Work request - Each line in the data holding "bytes" should be listed.

─── Data ───

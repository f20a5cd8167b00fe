// SPDX-License-Identifier: MIT
// Copyright 2026 Roland Dreier <roland@rolandd.dev>

//! Authenticated request gateway.
//!
//! Every authenticated call goes through [`Gateway::auth_fetch`], which
//! attaches the bearer token and performs at most one refresh-and-retry
//! cycle when the server answers 401.

use crate::config::Config;
use crate::error::{AppError, Result};
use crate::models::forms::Upload;
use crate::services::cancel::ViewScope;
use crate::services::normalize::normalize_list;
use crate::services::session::SessionManager;
use reqwest::{Method, StatusCode};
use serde::de::DeserializeOwned;
use serde::Serialize;
use serde_json::Value;
use std::sync::Arc;

/// Build the HTTP client shared by the session manager and the gateway.
pub fn http_client(config: &Config) -> Result<reqwest::Client> {
    reqwest::Client::builder()
        .timeout(config.request_timeout)
        .user_agent(concat!("ngo-console/", env!("CARGO_PKG_VERSION")))
        .build()
        .map_err(|e| AppError::Internal(anyhow::anyhow!("Failed to build HTTP client: {}", e)))
}

/// Serialize a request body.
pub fn to_json<T: Serialize>(body: &T) -> Result<Value> {
    serde_json::to_value(body)
        .map_err(|e| AppError::Internal(anyhow::anyhow!("Failed to encode request: {}", e)))
}

// ─── Request ─────────────────────────────────────────────────────────────────

/// Multipart form held in memory so it can be rebuilt for a retry.
#[derive(Debug, Clone, Default, PartialEq, Eq)]
pub struct MultipartForm {
    pub fields: Vec<(String, String)>,
    pub files: Vec<(String, Upload)>,
}

impl MultipartForm {
    pub fn new() -> Self {
        Self::default()
    }

    pub fn text(mut self, name: &str, value: impl ToString) -> Self {
        self.fields.push((name.to_string(), value.to_string()));
        self
    }

    pub fn file(mut self, name: &str, upload: Upload) -> Self {
        self.files.push((name.to_string(), upload));
        self
    }

    /// Attach a file only when present.
    pub fn maybe_file(self, name: &str, upload: Option<&Upload>) -> Self {
        match upload {
            Some(u) => self.file(name, u.clone()),
            None => self,
        }
    }

    fn build(&self) -> Result<reqwest::multipart::Form> {
        let mut form = reqwest::multipart::Form::new();
        for (name, value) in &self.fields {
            form = form.text(name.clone(), value.clone());
        }
        for (name, upload) in &self.files {
            let mut part = reqwest::multipart::Part::bytes(upload.bytes.clone())
                .file_name(upload.file_name.clone());
            if let Some(mime) = &upload.mime {
                part = part
                    .mime_str(mime)
                    .map_err(|e| AppError::invalid_field(name, e.to_string()))?;
            }
            form = form.part(name.clone(), part);
        }
        Ok(form)
    }
}

#[derive(Debug, Clone, Default, PartialEq)]
pub enum RequestBody {
    #[default]
    Empty,
    Json(Value),
    Multipart(MultipartForm),
}

/// One HTTP call, built per request and never persisted.
#[derive(Debug, Clone, PartialEq)]
pub struct RequestDescriptor {
    pub method: Method,
    pub url: String,
    pub headers: Vec<(String, String)>,
    pub body: RequestBody,
}

impl RequestDescriptor {
    pub fn new(method: Method, url: impl Into<String>) -> Self {
        Self {
            method,
            url: url.into(),
            headers: Vec::new(),
            body: RequestBody::Empty,
        }
    }

    pub fn get(url: impl Into<String>) -> Self {
        Self::new(Method::GET, url)
    }

    pub fn post(url: impl Into<String>) -> Self {
        Self::new(Method::POST, url)
    }

    pub fn put(url: impl Into<String>) -> Self {
        Self::new(Method::PUT, url)
    }

    pub fn delete(url: impl Into<String>) -> Self {
        Self::new(Method::DELETE, url)
    }

    pub fn header(mut self, name: &str, value: impl Into<String>) -> Self {
        self.headers.push((name.to_string(), value.into()));
        self
    }

    pub fn json(mut self, body: Value) -> Self {
        self.body = RequestBody::Json(body);
        self
    }

    pub fn multipart(mut self, form: MultipartForm) -> Self {
        self.body = RequestBody::Multipart(form);
        self
    }

    fn header_value(&self, name: &str) -> Option<&str> {
        self.headers
            .iter()
            .find(|(k, _)| k.eq_ignore_ascii_case(name))
            .map(|(_, v)| v.as_str())
    }

    /// Bearer token the caller put in the Authorization header, if any.
    fn caller_bearer(&self) -> Option<&str> {
        self.header_value("authorization").map(|v| {
            v.strip_prefix("Bearer ")
                .or_else(|| v.strip_prefix("bearer "))
                .unwrap_or(v)
        })
    }
}

// ─── Response ────────────────────────────────────────────────────────────────

/// A completed HTTP exchange with its body fully read.
#[derive(Debug, Clone)]
pub struct ApiResponse {
    pub status: StatusCode,
    pub body: Vec<u8>,
}

impl ApiResponse {
    pub fn is_success(&self) -> bool {
        self.status.is_success()
    }

    pub fn text(&self) -> String {
        String::from_utf8_lossy(&self.body).into_owned()
    }

    /// Classify a non-2xx status into the error taxonomy.
    pub fn error_for_status(self) -> Result<Self> {
        if self.is_success() {
            Ok(self)
        } else {
            Err(AppError::from_status(self.status, &self.text()))
        }
    }

    pub fn json<T: DeserializeOwned>(&self) -> Result<T> {
        serde_json::from_slice(&self.body)
            .map_err(|e| AppError::MalformedResponse(e.to_string()))
    }

    pub fn json_value(&self) -> Result<Value> {
        self.json()
    }

    /// Status check, JSON parse, then collection normalization.
    pub fn records(self) -> Result<Vec<Value>> {
        let ok = self.error_for_status()?;
        Ok(normalize_list(ok.json_value()?))
    }
}

// ─── Gateway ─────────────────────────────────────────────────────────────────

/// Sends requests, attaching credentials from the session manager.
#[derive(Clone)]
pub struct Gateway {
    http: reqwest::Client,
    session: Arc<SessionManager>,
}

impl Gateway {
    pub fn new(http: reqwest::Client, session: Arc<SessionManager>) -> Self {
        Self { http, session }
    }

    pub fn session(&self) -> &Arc<SessionManager> {
        &self.session
    }

    /// Unauthenticated call. No token, no retry.
    pub async fn fetch(&self, request: &RequestDescriptor) -> Result<ApiResponse> {
        self.execute(request, None).await
    }

    /// Authenticated call with one refresh-and-retry on 401.
    ///
    /// A second 401, or a failed refresh, clears the session and yields
    /// [`AppError::SessionExpired`]. Other statuses are returned unchanged.
    pub async fn auth_fetch(&self, request: &RequestDescriptor) -> Result<ApiResponse> {
        // The session token at start decides whether a refresh is still needed.
        let session_token = self.session.access_token();
        let bearer = match request.caller_bearer() {
            Some(_) => None,
            None => session_token.as_deref(),
        };

        let first = self.execute(request, bearer).await?;
        if first.status != StatusCode::UNAUTHORIZED {
            return Ok(first);
        }

        tracing::info!(method = %request.method, url = %request.url, "Got 401, refreshing token");

        let Some(token) = self
            .session
            .refresh_after_rejection(session_token.as_deref())
            .await
        else {
            self.session.expire().await;
            return Err(AppError::SessionExpired);
        };

        let retry = self.execute(request, Some(&token)).await?;
        if retry.status == StatusCode::UNAUTHORIZED {
            tracing::warn!(url = %request.url, "Retry rejected after refresh");
            self.session.expire().await;
            return Err(AppError::SessionExpired);
        }
        Ok(retry)
    }

    /// [`auth_fetch`](Self::auth_fetch) bound to a view's lifetime.
    pub async fn auth_fetch_in(
        &self,
        request: &RequestDescriptor,
        scope: &ViewScope,
    ) -> Result<ApiResponse> {
        scope.run(self.auth_fetch(request)).await
    }

    /// Perform one network attempt. A `bearer` replaces any caller
    /// Authorization header.
    async fn execute(&self, request: &RequestDescriptor, bearer: Option<&str>) -> Result<ApiResponse> {
        let mut builder = self.http.request(request.method.clone(), &request.url);

        for (name, value) in &request.headers {
            if bearer.is_some() && name.eq_ignore_ascii_case("authorization") {
                continue;
            }
            builder = builder.header(name.as_str(), value.as_str());
        }
        if let Some(token) = bearer {
            builder = builder.bearer_auth(token);
        }

        builder = match &request.body {
            RequestBody::Empty => builder,
            RequestBody::Json(v) => builder.json(v),
            RequestBody::Multipart(form) => builder.multipart(form.build()?),
        };

        let response = builder.send().await.map_err(|e| {
            tracing::warn!(method = %request.method, url = %request.url, error = %e, "Request failed");
            AppError::Network(e.to_string())
        })?;

        let status = response.status();
        let body = response.bytes().await?.to_vec();

        tracing::debug!(
            method = %request.method,
            url = %request.url,
            status = status.as_u16(),
            bytes = body.len(),
            "API response"
        );

        Ok(ApiResponse { status, body })
    }
}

───

Exercise solution -
            let mut part = reqwest::multipart::Part::bytes(upload.bytes.clone())
        let body = response.bytes().await?.to_vec();
            bytes = body.len(),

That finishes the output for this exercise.